I'm glad to hear you enjoyed your training with Willem Boot.  He has published a lot of interesting articles on roasting and seems very knowledgeable on coffee.  I did my training with Mane Alves at Coffee Lab in Vermont.  We roasted both on a small Probat 5kg and a Diedrich IR-3.  However, I might try to attend to the "advanced" training with Diedrich sometime to better exploit our Diedrich IR-12.

 

When dropping at 385f, what are your batch size?  I rarely drop below 415 when roasting 9+ kg.  Then again, we might have a totally different weather :)  Also, at which temperature do you usually bottom out?  I usually get my turning point at around 165f @ 1:30.

 

Thanks,

Martin


Kevin said:

Thanks Martin!

 

I opted for the manual roasters so I'm working with "WC. I attended some of Willem Boot's courses in Mill Valley CA. Although he does not yet roast on a Diedrich for training purposes, his courses were a superb introduction to the art of roasting. 

 

It's great to find some roasters using the Diedrich machines on this forum!

 

Best of luck,

 

Kevin 

Hi Martin, so far most of my roasting work has been on the IR-1kg as I develop my roast profiles, so I'm using batch sizes of either 500 or 600grams (1.1-1.3lbs) - I found that smaller batch sizes make it difficult to get enough beans on the tryer to monitor roast progress. Bottom out temp with gas setting at 1.5"WC is usually between 175-184F which I usually hit at 1:20. Yep, I'd like to get the Diedrich's advanced training at some stage too, but it's quiet a hike to Sandpoint from the east coast of Ireland :) I've been there for the intro course and it was touch and go whether the flight from SFO would make it to Spokane due to fog...., so next time, I'll try and get there in the summer time.

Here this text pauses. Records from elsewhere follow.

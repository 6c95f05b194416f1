//! Database operations for the commerce `PostgreSQL` schema.
//!
//! ## Tables
//!
//! - `users` - Accounts and roles
//! - `categories`, `products` - Catalog (soft-deleted via `is_deleted`)
//! - `inventory_movements` - Stock change ledger
//! - `carts`, `cart_items` - One cart per user
//! - `orders`, `order_items` - Placed orders with item snapshots
//! - `coupons`, `coupon_usages` - Discount codes and redemptions
//! - `payments` - Charges and refunds per order
//! - `wishlists`, `wishlist_items` - Saved products with price/stock snapshots
//! - `product_reviews` - Ratings and moderation state
//! - `notifications`, `email_logs` - In-app notifications and outgoing mail
//! - `cargos`, `cargo_tracking_events` - Shipments
//!
//! Repository functions take any [`PgExecutor`] so they can run against the
//! pool or inside a [`UnitOfWork`].
//!
//! # Migrations
//!
//! Migrations are stored in `crates/api/migrations/` and run via:
//! ```bash
//! cargo run -p emporium-cli -- migrate
//! ```

pub mod cargo;
pub mod carts;
pub mod categories;
pub mod coupons;
pub mod emails;
pub mod inventory;
pub mod notifications;
pub mod orders;
pub mod payments;
pub mod products;
pub mod reviews;
pub mod users;
pub mod wishlists;

use std::time::Duration;

use secrecy::ExposeSecret;
use sqlx::postgres::PgPoolOptions;
use sqlx::{PgConnection, PgPool, Postgres, Transaction};
use thiserror::Error;

pub use sqlx::PgExecutor;

/// Errors that can occur during repository operations.
#[derive(Debug, Error)]
pub enum RepositoryError {
    /// Database error from sqlx.
    #[error("database error: {0}")]
    Database(#[from] sqlx::Error),

    /// Data in the database is corrupted or invalid.
    #[error("data corruption: {0}")]
    DataCorruption(String),

    /// Requested entity was not found.
    #[error("not found")]
    NotFound,

    /// Constraint violation (e.g., unique slug).
    #[error("constraint violation: {0}")]
    Conflict(String),
}

/// Map a unique-constraint violation to `RepositoryError::Conflict`.
pub(crate) fn conflict_on_unique(message: &str) -> impl FnOnce(sqlx::Error) -> RepositoryError + '_ {
    move |e| {
        if let sqlx::Error::Database(ref db_err) = e
            && db_err.is_unique_violation()
        {
            return RepositoryError::Conflict(message.to_owned());
        }
        RepositoryError::Database(e)
    }
}

/// A transaction-scoped batch of repository calls, committed once.
///
/// Dropping a `UnitOfWork` without calling [`UnitOfWork::commit`] rolls the
/// transaction back.
pub struct UnitOfWork {
    tx: Transaction<'static, Postgres>,
}

impl UnitOfWork {
    /// Begin a new transaction on the pool.
    ///
    /// # Errors
    ///
    /// Returns `RepositoryError::Database` if no connection can be acquired.
    pub async fn begin(pool: &PgPool) -> Result<Self, RepositoryError> {
        Ok(Self {
            tx: pool.begin().await?,
        })
    }

    /// Connection to pass to repository functions.
    pub fn conn(&mut self) -> &mut PgConnection {
        &mut self.tx
    }

    /// Commit every change made through this unit of work.
    ///
    /// # Errors
    ///
    /// Returns `RepositoryError::Database` if the commit fails.
    pub async fn commit(self) -> Result<(), RepositoryError> {
        self.tx.commit().await?;
        Ok(())
    }
}

/// Create a `PostgreSQL` connection pool with sensible defaults.
///
/// # Arguments
///
/// * `database_url` - `PostgreSQL` connection string (wrapped in `SecretString`)
///
/// # Errors
///
/// Returns `sqlx::Error` if the connection cannot be established.
pub async fn create_pool(database_url: &secrecy::SecretString) -> Result<PgPool, sqlx::Error> {
    PgPoolOptions::new()
        .max_connections(10)
        .min_connections(2)
        .acquire_timeout(Duration::from_secs(10))
        .connect(database_url.expose_secret())
        .await
}

/// Round-trip a trivial query to prove the database is reachable.
///
/// # Errors
///
/// Returns `RepositoryError::Database` if the query fails.
pub async fn ping(db: impl PgExecutor<'_>) -> Result<(), RepositoryError> {
    sqlx::query("SELECT 1").execute(db).await?;
    Ok(())
}
//! Pagination request and response envelopes.

use serde::{Deserialize, Serialize};

/// Query-string pagination parameters (`?page=2&per_page=20`).
///
/// Pages are 1-based. Out-of-range values are clamped rather than rejected.
#[derive(Debug, Clone, Copy, PartialEq, Eq, Deserialize)]
pub struct PageRequest {
    #[serde(default = "PageRequest::default_page")]
    pub page: u32,
    #[serde(default = "PageRequest::default_per_page")]
    pub per_page: u32,
}

impl PageRequest {
    /// Largest page size a client may request.
    pub const MAX_PER_PAGE: u32 = 100;

    const fn default_page() -> u32 {
        1
    }

    const fn default_per_page() -> u32 {
        20
    }

    /// Create a clamped page request.
    #[must_use]
    pub fn new(page: u32, per_page: u32) -> Self {
        Self { page, per_page }.clamped()
    }

    /// Clamp page to >= 1 and `per_page` to 1..=`MAX_PER_PAGE`.
    #[must_use]
    pub fn clamped(self) -> Self {
        Self {
            page: self.page.max(1),
            per_page: self.per_page.clamp(1, Self::MAX_PER_PAGE),
        }
    }

    /// SQL `LIMIT` value.
    #[must_use]
    pub fn limit(&self) -> i64 {
        i64::from(self.clamped().per_page)
    }

    /// SQL `OFFSET` value.
    #[must_use]
    pub fn offset(&self) -> i64 {
        let p = self.clamped();
        i64::from(p.page - 1) * i64::from(p.per_page)
    }
}

impl Default for PageRequest {
    fn default() -> Self {
        Self {
            page: Self::default_page(),
            per_page: Self::default_per_page(),
        }
    }
}

/// A page of results.
#[derive(Debug, Clone, Serialize, Deserialize)]
pub struct Page<T> {
    pub items: Vec<T>,
    pub page: u32,
    pub per_page: u32,
    pub total: i64,
}

impl<T> Page<T> {
    /// Build a page from the rows returned for `request`.
    #[must_use]
    pub fn new(items: Vec<T>, request: PageRequest, total: i64) -> Self {
        let request = request.clamped();
        Self {
            items,
            page: request.page,
            per_page: request.per_page,
            total,
        }
    }

    /// Convert every item, keeping the paging metadata.
    #[must_use]
    pub fn map<U>(self, f: impl FnMut(T) -> U) -> Page<U> {
        Page {
            items: self.items.into_iter().map(f).collect(),
            page: self.page,
            per_page: self.per_page,
            total: self.total,
        }
    }

    /// Total number of pages.
    #[must_use]
    pub fn total_pages(&self) -> i64 {
        if self.total <= 0 {
            return 0;
        }
        let per_page = i64::from(self.per_page.max(1));
        (self.total + per_page - 1) / per_page
    }
}

#[cfg(test)]
mod tests {
    use super::*;

    #[test]
    fn test_offset_and_limit() {
        let request = PageRequest::new(3, 25);
        assert_eq!(request.limit(), 25);
        assert_eq!(request.offset(), 50);
    }

    #[test]
    fn test_clamping() {
        let request = PageRequest { page: 0, per_page: 10_000 }.clamped();
        assert_eq!(request.page, 1);
        assert_eq!(request.per_page, PageRequest::MAX_PER_PAGE);
        assert_eq!(request.offset(), 0);
    }

    #[test]
    fn test_total_pages() {
        let page = Page::new(vec![1, 2], PageRequest::new(1, 2), 5);
        assert_eq!(page.total_pages(), 3);
        let empty: Page<i32> = Page::new(Vec::new(), PageRequest::default(), 0);
        assert_eq!(empty.total_pages(), 0);
    }

    #[test]
    fn test_map_keeps_metadata() {
        let page = Page::new(vec![1, 2, 3], PageRequest::new(2, 3), 9).map(|n| n * 10);
        assert_eq!(page.items, vec![10, 20, 30]);
        assert_eq!(page.page, 2);
        assert_eq!(page.total, 9);
    }
}
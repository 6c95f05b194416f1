//! Product catalog: public reads with cached detail, admin writes.

use rust_decimal::Decimal;
use tracing::instrument;

use emporium_core::{CategoryId, Page, PageRequest, ProductId};

use crate::db::products::{self, ProductFields, SearchFilter};
use crate::db::{self, categories};
use crate::error::{AppError, Result};
use crate::models::slug::{is_valid_slug, slugify};
use crate::models::{Product, ProductView};
use crate::services::cache::keys;
use crate::state::AppState;

/// Admin input for creating or replacing a product.
#[derive(Debug, Clone, serde::Deserialize)]
pub struct ProductInput {
    pub category_id: CategoryId,
    pub name: String,
    pub slug: Option<String>,
    pub sku: String,
    #[serde(default)]
    pub description: String,
    pub price: Decimal,
    pub compare_at_price: Option<Decimal>,
    /// Initial stock on create; ignored on update.
    #[serde(default)]
    pub stock_quantity: i32,
    #[serde(default = "default_low_stock_threshold")]
    pub low_stock_threshold: i32,
    pub image_url: Option<String>,
    #[serde(default = "default_active")]
    pub is_active: bool,
}

const fn default_low_stock_threshold() -> i32 {
    5
}

const fn default_active() -> bool {
    true
}

impl ProductInput {
    /// Validate and normalize into repository fields plus the initial stock.
    ///
    /// # Errors
    ///
    /// Returns `AppError::Validation` for the first rule the input breaks.
    pub fn into_fields(self) -> Result<(ProductFields, i32)> {
        let name = self.name.trim().to_string();
        if name.is_empty() {
            return Err(AppError::validation("product name is required"));
        }
        let sku = self.sku.trim().to_uppercase();
        if sku.is_empty() {
            return Err(AppError::validation("sku is required"));
        }
        if self.price <= Decimal::ZERO {
            return Err(AppError::validation("price must be greater than zero"));
        }
        if let Some(compare) = self.compare_at_price
            && compare < self.price
        {
            return Err(AppError::validation(
                "compare_at_price must not be below price",
            ));
        }
        if self.stock_quantity < 0 {
            return Err(AppError::validation("stock_quantity must not be negative"));
        }
        if self.low_stock_threshold < 0 {
            return Err(AppError::validation(
                "low_stock_threshold must not be negative",
            ));
        }
        let slug = match self.slug.as_deref().map(str::trim) {
            Some(slug) if !slug.is_empty() => slug.to_string(),
            _ => slugify(&name),
        };
        if !is_valid_slug(&slug) {
            return Err(AppError::validation(format!("invalid slug: {slug}")));
        }

        let fields = ProductFields {
            category_id: self.category_id,
            name,
            slug,
            sku,
            description: self.description.trim().to_string(),
            price: emporium_core::round_money(self.price),
            compare_at_price: self.compare_at_price.map(emporium_core::round_money),
            low_stock_threshold: self.low_stock_threshold,
            image_url: self.image_url.filter(|u| !u.trim().is_empty()),
            is_active: self.is_active,
        };
        Ok((fields, self.stock_quantity))
    }
}

pub struct ProductService<'a> {
    state: &'a AppState,
}

impl<'a> ProductService<'a> {
    #[must_use]
    pub const fn new(state: &'a AppState) -> Self {
        Self { state }
    }

    /// Active products, newest first, optionally within one category.
    ///
    /// # Errors
    ///
    /// Returns `AppError::Database` if the query fails.
    pub async fn list(
        &self,
        category_id: Option<CategoryId>,
        page: PageRequest,
    ) -> Result<Page<ProductView>> {
        let filter = SearchFilter {
            category_id,
            ..SearchFilter::default()
        };
        let (rows, total) = products::search(self.state.pool(), &filter, page).await?;
        let items = rows
            .into_iter()
            .map(|row| ProductView::new(row.product, row.rating))
            .collect();
        Ok(Page::new(items, page, total))
    }

    /// # Errors
    ///
    /// Returns `AppError::NotFound` unless the product exists and is active.
    pub async fn get(&self, id: ProductId) -> Result<ProductView> {
        let key = keys::product(id);
        if let Some(view) = self.state.cache().get(&key).await {
            return Ok(view);
        }
        let row = products::get(self.state.pool(), id)
            .await?
            .filter(|row| row.product.is_active)
            .ok_or_else(|| AppError::not_found("product not found"))?;
        let view = ProductView::new(row.product, row.rating);
        self.state.cache().set(key, &view).await;
        Ok(view)
    }

    /// Admin read that includes inactive products; bypasses the cache.
    ///
    /// # Errors
    ///
    /// Returns `AppError::NotFound` for an unknown or deleted product.
    pub async fn get_any(&self, id: ProductId) -> Result<ProductView> {
        let row = products::get(self.state.pool(), id)
            .await?
            .ok_or_else(|| AppError::not_found("product not found"))?;
        Ok(ProductView::new(row.product, row.rating))
    }

    /// # Errors
    ///
    /// Returns `AppError::NotFound` unless the product exists and is active.
    pub async fn get_by_slug(&self, slug: &str) -> Result<ProductView> {
        let key = keys::product_slug(slug);
        if let Some(view) = self.state.cache().get(&key).await {
            return Ok(view);
        }
        let row = products::get_by_slug(self.state.pool(), slug)
            .await?
            .filter(|row| row.product.is_active)
            .ok_or_else(|| AppError::not_found("product not found"))?;
        let view = ProductView::new(row.product, row.rating);
        self.state.cache().set(key, &view).await;
        Ok(view)
    }

    /// # Errors
    ///
    /// Returns `AppError::Validation` for bad input or an unknown category,
    /// and a conflict when the slug or SKU is taken.
    #[instrument(skip(self, input), fields(sku = %input.sku))]
    pub async fn create(&self, input: ProductInput) -> Result<Product> {
        let (fields, stock) = input.into_fields()?;
        self.ensure_category(fields.category_id).await?;

        let product = products::create(self.state.pool(), &fields, stock).await?;
        self.invalidate(&product).await;
        tracing::info!(product_id = %product.id, sku = %product.sku, "Product created");
        Ok(product)
    }

    /// Replace a product's fields. Stock is left alone.
    ///
    /// # Errors
    ///
    /// Same as [`ProductService::create`], plus `NotFound`.
    #[instrument(skip(self, input))]
    pub async fn update(&self, id: ProductId, input: ProductInput) -> Result<Product> {
        let (fields, _) = input.into_fields()?;
        self.ensure_category(fields.category_id).await?;

        let before = products::get_plain(self.state.pool(), id)
            .await?
            .ok_or_else(|| AppError::not_found("product not found"))?;
        let product = products::update(self.state.pool(), id, &fields).await?;
        // The old slug key may still hold the previous detail.
        self.invalidate(&before).await;
        self.invalidate(&product).await;
        Ok(product)
    }

    /// # Errors
    ///
    /// Returns `AppError::NotFound` if the product does not exist.
    #[instrument(skip(self))]
    pub async fn delete(&self, id: ProductId) -> Result<()> {
        let product = products::get_plain(self.state.pool(), id)
            .await?
            .ok_or_else(|| AppError::not_found("product not found"))?;
        products::soft_delete(self.state.pool(), id).await?;
        self.invalidate(&product).await;
        tracing::info!(product_id = %id, "Product deleted");
        Ok(())
    }

    async fn ensure_category(&self, id: CategoryId) -> Result<()> {
        if categories::get(self.state.pool(), id).await?.is_none() {
            return Err(AppError::validation("category does not exist"));
        }
        Ok(())
    }

    async fn invalidate(&self, product: &Product) {
        invalidate_product(self.state, product).await;
    }
}

/// Drop every cached read that may include `product`.
pub(crate) async fn invalidate_product(state: &AppState, product: &Product) {
    let cache = state.cache();
    cache.remove(&keys::product(product.id)).await;
    cache.remove(&keys::product_slug(&product.slug)).await;
    cache.remove_by_prefix(keys::SEARCH_PREFIX).await;
}

/// Load an active product or fail with 404.
pub(crate) async fn require_active(
    db: impl db::PgExecutor<'_>,
    id: ProductId,
) -> Result<Product> {
    products::get_plain(db, id)
        .await?
        .filter(|p| p.is_active)
        .ok_or_else(|| AppError::not_found("product not found"))
}

#[cfg(test)]
#[allow(clippy::unwrap_used)]
mod tests {
    use super::*;
    use crate::models::product::tests::dec;

    fn input() -> ProductInput {
        ProductInput {
            category_id: CategoryId::generate(),
            name: "Pour Over Kettle".to_string(),
            slug: None,
            sku: " kt-100 ".to_string(),
            description: String::new(),
            price: dec("49.999"),
            compare_at_price: Some(dec("59.90")),
            stock_quantity: 12,
            low_stock_threshold: 3,
            image_url: Some(String::new()),
            is_active: true,
        }
    }

    #[test]
    fn test_into_fields_normalizes() {
        let (fields, stock) = input().into_fields().unwrap();
        assert_eq!(fields.slug, "pour-over-kettle");
        assert_eq!(fields.sku, "KT-100");
        assert_eq!(fields.price, dec("50.00"));
        assert_eq!(fields.image_url, None);
        assert_eq!(stock, 12);
    }

    #[test]
    fn test_price_must_be_positive() {
        let mut bad = input();
        bad.price = Decimal::ZERO;
        bad.compare_at_price = None;
        assert!(matches!(bad.into_fields(), Err(AppError::Validation(_))));
    }

    #[test]
    fn test_compare_at_price_not_below_price() {
        let mut bad = input();
        bad.compare_at_price = Some(dec("10.00"));
        assert!(matches!(bad.into_fields(), Err(AppError::Validation(_))));

        let mut equal = input();
        equal.price = dec("59.90");
        assert!(equal.into_fields().is_ok());
    }

    #[test]
    fn test_negative_stock_rejected() {
        let mut bad = input();
        bad.stock_quantity = -1;
        assert!(matches!(bad.into_fields(), Err(AppError::Validation(_))));
    }
}
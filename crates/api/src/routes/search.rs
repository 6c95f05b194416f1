//! Product search and name suggestions.

use axum::{
    Json, Router,
    extract::{Query, State},
    routing::get,
};
use serde::Deserialize;

use emporium_core::{Page, PageRequest};

use crate::error::Result;
use crate::models::ProductView;
use crate::services::search::{SearchQuery, SearchService};
use crate::state::AppState;

pub fn router() -> Router<AppState> {
    Router::new()
        .route("/", get(search))
        .route("/suggest", get(suggest))
}

#[derive(Debug, Deserialize)]
pub struct SuggestQuery {
    #[serde(default)]
    pub q: String,
}

async fn search(
    State(state): State<AppState>,
    Query(query): Query<SearchQuery>,
    Query(page): Query<PageRequest>,
) -> Result<Json<Page<ProductView>>> {
    Ok(Json(SearchService::new(&state).search(query, page).await?))
}

async fn suggest(
    State(state): State<AppState>,
    Query(query): Query<SuggestQuery>,
) -> Result<Json<Vec<String>>> {
    Ok(Json(SearchService::new(&state).suggest(&query.q).await?))
}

Another issue that may effect your times and development is the altitude you roast at. I am around 7000ft., which effects batch size, airflow and finish times. Without as much air for the roaster, most of my roast finish between 16-17 minutes.

Yet on the cupping table, a nice African still comes across with tons of nice acidity and non of the issues you would expect with longer roast times. I guess it really all boils down to what you like, and how you personally choose to get there.

 Under the profile development section they suggest roasting at least 10 batches of the same coffee to zone in on the right profile. Have you tried this technique or do you have an alternate solution? I think I would be drowning in coffee if I used this technique on every coffee.

 

 

I roast on a Diedrich Hr-1 roaster, this is the electric type. In my user manual I dont have a  section called Profile Development. I would be grateful if you could say something about what Diedrich writes about this topic in your manual?

 

Jørgen.

Hello Jorgen,

Try contacting Diedrich for a reprint on this section. If they will not email you a copy, I will attempt to get you the information. I have an IR12 and have never used the "profile development" as described above. I migrated from a atmospheric roaster so I had many profiles which I adapted to the IR12. Although Diedrich's technique looks like it would help narrow your choices, I also felt I would be producing too much coffee. My method while not very scientific is simple: I roast and cup. If I feel like tweaking, I will change it up looking for a better outcome. There are some excellent guidelines in this thread that should provide basic information. Hope this helps.

Tim

Tim,

I have been in contact with Diedrich, and they simply cant find this section. Could you be specific about where this section is? Is it in the manual of the Ir-12, and wich year was this roaster produced. The guy that I have been in contact with at Diedrich would like to know more details about this section, that would give him a clue where to look:-)

 

Jørgen.

 

 

 

Hello Jorgen,

Stephan Diedrich's approach to developing a roast profile can be found in the 'Roasting Workshop Summary' booklet which is handed out to participants of the roasting workshops held at Diedrich's facility in Sandpoint. It's a big undertaking to follow the procedure as outlined and it does require a lot of time (it says about 10hrs of roasting and cupping in the manual) and coffee, however its probably the most thorough description you will find of how to tweak your roast so that you bring out the maximum flavor potential possible in the beans you stock. Stephan is absolutely passionate about coffee and this approach reflects his philosophy that good coffee deserves this type of treatment.

 

You can find an outline of Diedrich's approach to developing a roast profile in the SCAA Library in a transcript from a presentation given at the 14th Annual SCAA Conference held in Anaheim in 2002. The presentation is entitled "How to Obtain Excellence with Drum Roasters" Use the search function in the SCAA library found on this link.

 

Hope this is some help

 

Kevin 

And there it was. Thank you very much. I even listened to the whole thing with Stephan Diedrich, Torrey Lee & Carl Staub. Would recommend that to everyone.

 

Kind regards,

Jørgen Mortensholm

Norway.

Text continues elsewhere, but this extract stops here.